Joking aside, Mark Schroeder's very interesting, even moving NDPR review of Parfit's super-sized On What Matters, calls attention to a peculiar affectation of Parfit: "in more than one place [Parfit] tells us that if one of the competitors to his metaethical theory turns out to be correct, then his life 'has been wasted.'" Sure enough, checking inside his book on Amazon, I find Parfit writing, "If naturalism were true, Sidgwick, Ross, and I would have wasted much of our lives." (vol. 2, 12; see also p. 367). More astonishingly, Parfit puts such a claim also in the mouth of Sidgwick (vol 2, 303-304). The thought that there is no philosophic value (pure waste) in failure is deeply antagonistic toward the whole spirit of analytic philosophy. (Incidentally, Schroeder clearly indicates the importance of progress to Parfit's way of thinking.)

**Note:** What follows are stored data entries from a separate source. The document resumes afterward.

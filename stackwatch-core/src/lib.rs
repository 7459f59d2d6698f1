pub mod catalog;
pub mod config;
pub mod snapshot;

// Readiness
pub mod probe;
pub mod readiness;

// Container backend
pub mod compose;
pub mod runtime;

pub mod orchestrator;

// Dashboard state and input
pub mod dashboard;
pub mod keys;

// Scripted runtime and probe for tests
#[cfg(any(test, feature = "test-util"))]
pub mod fake;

But what to make of the claim that if somebody's philosophic pilgrimage was ultimately wrong, misguided, or (worse) merely foolish, does it follow that s/he has also "wasted much" of his/her life? Certainly as an empirical question this can only be settled by further facts, such as, was one a good citizen, parent, child, lover, friend, or even mountain-climber (etc). All these ways of not wasting one's life are compatible with being a foolish philosopher. (Some involve non trivial opportunity costs, of course.) According to Wikipedia, Parfit is nearly my dad's age, so he must have a reasonable sense of how he managed (allow me a strange way of talking) the time of his life. Perhaps, we might say (and not just those of us who have read Aristotle or Montaigne), that if concern about wasting one's life is sensible, one should not place one's bets on only one worthy activity (allowing for the sake of argument, that philosophy is such an activity).
Now, it's true that if one does not reach a mountain peak, then a climb has failed; perhaps one might even consider such a climb wasted. (I use this example because Parfit embraces (according to Schroeder) "the thesis that moral progress is possible. At the culmination of volume 1, Parfit writes: “It has been widely believed that there are such deep disagreements between Kantians, Contractualists, and Consequentialists. That, I have argued, is not true. These people are climbing the mountain on different sides.” (vol. 1, 419)") Clearly Parfit thinks those of us in moral philosophy should be climbing HIS mountain. But this idea (that one's life is wasted if one happens to be climbing the wrong mountain) is evidence of a certain kind of fanaticism (however, well argued). Not only does Parfit embrace moral monism, he embraces human monism (for him--Parfit may be more tolerant toward others). Some might agree with Parfit that aiming for the right moral-theoretical target is what's necessary for worthy living, but I wonder if even these will all agree that it is sufficient. For, how much of one's life must remain unexamined if one climbs a mountain and while mapping it, one IS PUSHING others along it! Either way, such human monism is a form of fundamentalism in thought that is the disease of our times.